See below for a documentation of the object and camera coordinate systems.

With this model_info.json file, the result is the following:

cylinder_sym.mp4

Hex screw object

As another example, here's a rather unusual object that has a 60° rotational symmetry around the z axis. The model_info.json file looks like this:

{
  "symmetries_discrete": [[ 0.5,   -0.866, 0,     0,
                            0.866,  0.5,   0,     0,
                            0,      0,     1,     0,
                            0,      0,     0,     1],
                          [-0.5,   -0.866, 0,     0,
                            0.866, -0.5,   0,     0,
                            0,      0,     1,     0,
                            0,      0,     0,     1],
                          [-1,      0,     0,     0,
                            0,     -1,     0,     0,
                            0,      0,     1,     0,
                            0,      0,     0,     1],
                          [-0.5,    0.866, 0,     0,
                           -0.866, -0.5,   0,     0,
                            0,      0,     1,     0,
                            0,      0,     0,     1],
                          [ 0.5,    0.866, 0,     0,
                           -0.866,  0.5,   0,     0,
                            0,      0,     1,     0,
                            0,      0,     0,     1]],
  "align_axes": [{"object": [0, 1, 0], "camera": [0, 0, 1]}]
}

The transformation matrices have been computed like this:

from math import sin, cos, pi
for yaw_degree in [60, 120, 180, 240, 300]:
    yaw = yaw_degree / 180 * pi
    print([cos(yaw), -sin(yaw), 0, 0, sin(yaw), cos(yaw), 0, 0, 0, 0, 1, 0, 0, 0, 0, 1])

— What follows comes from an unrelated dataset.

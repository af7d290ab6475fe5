pub mod alert;
pub mod item_card;
pub mod select;
pub mod store_view;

The resulting symmetry-corrected output looks like this:

hex_screw.mp4

Final remarks on symmetries

This symmetry handling scheme allows the data generation script to compute consistent cuboid corners for most rotations of the object. Note however that there are object rotations where the cuboid corners become unstable and "flip over" to a different symmetry transformation. For the cylinder object, this is when the camera looks at the top or bottom of the cylinder (not shown in the video above). For the hex screw object, this is also when the camera looks at the top or bottom or when the rotation is close to the 60° boundary between two transformations (this can be seen in the video). Rotations within a few degrees of the "flipping over" rotation will not be handled well by the trained network. Unfortunately, this cannot be easily avoided.

Further note that specifying symmetries also improves the recognition results for "almost-symmetrical" objects, where there are only minor non-symmetrical parts, such as most of the objects from the T-LESS dataset.